• PROBLEM: The listing is to be duplicated in full, exactly as written.

• EXTRACTED MATERIAL:

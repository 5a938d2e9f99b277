use shared::protocol::{GateSignal, GateSnapshot};

pub const CONTROL_PANEL: &str = "\
+--------------------------------------+
|            CONTROL  PANEL            |
|                                      |
|   [ lights ]  [ sound ]  [ doors ]   |
|                                      |
|   type 'reset' to lock it again      |
+--------------------------------------+";

/// Text to print for a signal. Signals already mirrored in a status line
/// render nothing.
pub fn render_signal(signal: &GateSignal) -> Option<String> {
    match signal {
        GateSignal::StageChanged { from, to } => Some(format!("[{from} -> {to}]")),
        GateSignal::Status { message } => Some(format!("  {message}")),
        GateSignal::Unlocked => Some(CONTROL_PANEL.to_string()),
        GateSignal::Flourish => Some("  * * * first unlock! * * *".to_string()),
        GateSignal::ChallengeProgress { .. }
        | GateSignal::Rejected { .. }
        | GateSignal::LockoutTick { .. }
        | GateSignal::PassphraseAccepted
        | GateSignal::AmbientPulse { .. } => None,
    }
}

pub fn render_status(snapshot: &GateSnapshot) -> String {
    let mut out = format!("stage: {}\nstatus: {}", snapshot.stage, snapshot.status);
    if snapshot.required > 0 {
        out.push_str(&format!(
            "\nchallenge: {}/{} taps, {}s left",
            snapshot.elapsed, snapshot.required, snapshot.remaining_seconds
        ));
    }
    out.push_str(&format!("\nattempts left: {}", snapshot.attempts_remaining));
    if snapshot.lockout_remaining_seconds > 0 {
        out.push_str(&format!(
            "\nlocked for {}s",
            snapshot.lockout_remaining_seconds
        ));
    }
    out
}
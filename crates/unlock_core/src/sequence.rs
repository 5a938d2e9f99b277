use std::collections::VecDeque;

use shared::domain::InputEvent;

pub struct SequenceMatcher {
    target: Vec<InputEvent>,
    window: VecDeque<InputEvent>,
}

impl SequenceMatcher {
    pub fn new(target: Vec<InputEvent>) -> Self {
        let window = VecDeque::with_capacity(target.len());
        Self { target, window }
    }

    /// Feeds one event. Returns `true` exactly when the last N events equal
    /// the target; the window is cleared on a match.
    pub fn push(&mut self, event: InputEvent) -> bool {
        if self.target.is_empty() {
            return false;
        }

        self.window.push_back(event);
        while self.window.len() > self.target.len() {
            self.window.pop_front();
        }

        let matched = self.window.len() == self.target.len()
            && self.window.iter().eq(self.target.iter());
        if matched {
            self.window.clear();
        }
        matched
    }

    pub fn reset(&mut self) {
        self.window.clear();
    }

    pub fn window_len(&self) -> usize {
        self.window.len()
    }

    pub fn target_len(&self) -> usize {
        self.target.len()
    }
}

#[cfg(test)]
#[path = "tests/sequence_tests.rs"]
mod tests;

• RESPONSE TO THE EXERCISE:
repository 5a938d2e9f99b277
use shared::protocol::{GateSignal, GateSnapshot};

pub const CONTROL_PANEL: &str = "\
+--------------------------------------+
|            CONTROL  PANEL            |
|                                      |
|   [ lights ]  [ sound ]  [ doors ]   |
|                                      |
|   type 'reset' to lock it again      |
+--------------------------------------+";

/// Text to print for a signal. Signals already mirrored in a status line
/// render nothing.
pub fn render_signal(signal: &GateSignal) -> Option<String> {
    match signal {
        GateSignal::StageChanged { from, to } => Some(format!("[{from} -> {to}]")),
        GateSignal::Status { message } => Some(format!("  {message}")),
        GateSignal::Unlocked => Some(CONTROL_PANEL.to_string()),
        GateSignal::Flourish => Some("  * * * first unlock! * * *".to_string()),
        GateSignal::ChallengeProgress { .. }
        | GateSignal::Rejected { .. }
        | GateSignal::LockoutTick { .. }
        | GateSignal::PassphraseAccepted
        | GateSignal::AmbientPulse { .. } => None,
    }
}

pub fn render_status(snapshot: &GateSnapshot) -> String {
    let mut out = format!("stage: {}\nstatus: {}", snapshot.stage, snapshot.status);
    if snapshot.required > 0 {
        out.push_str(&format!(
            "\nchallenge: {}/{} taps, {}s left",
            snapshot.elapsed, snapshot.required, snapshot.remaining_seconds
        ));
    }
    out.push_str(&format!("\nattempts left: {}", snapshot.attempts_remaining));
    if snapshot.lockout_remaining_seconds > 0 {
        out.push_str(&format!(
            "\nlocked for {}s",
            snapshot.lockout_remaining_seconds
        ));
    }
    out
}
filename crates/unlock_core/src/sequence.rs
repository 5a938d2e9f99b277
use std::collections::VecDeque;

use shared::domain::InputEvent;

pub struct SequenceMatcher {
    target: Vec<InputEvent>,
    window: VecDeque<InputEvent>,
}

impl SequenceMatcher {
    pub fn new(target: Vec<InputEvent>) -> Self {
        let window = VecDeque::with_capacity(target.len());
        Self { target, window }
    }

    /// Feeds one event. Returns `true` exactly when the last N events equal
    /// the target; the window is cleared on a match.
    pub fn push(&mut self, event: InputEvent) -> bool {
        if self.target.is_empty() {
            return false;
        }

        self.window.push_back(event);
        while self.window.len() > self.target.len() {
            self.window.pop_front();
        }

        let matched = self.window.len() == self.target.len()
            && self.window.iter().eq(self.target.iter());
        if matched {
            self.window.clear();
        }
        matched
    }

    pub fn reset(&mut self) {
        self.window.clear();
    }

    pub fn window_len(&self) -> usize {
        self.window.len()
    }

    pub fn target_len(&self) -> usize {
        self.target.len()
    }
}

#[cfg(test)]
#[path = "tests/sequence_tests.rs"]
mod tests;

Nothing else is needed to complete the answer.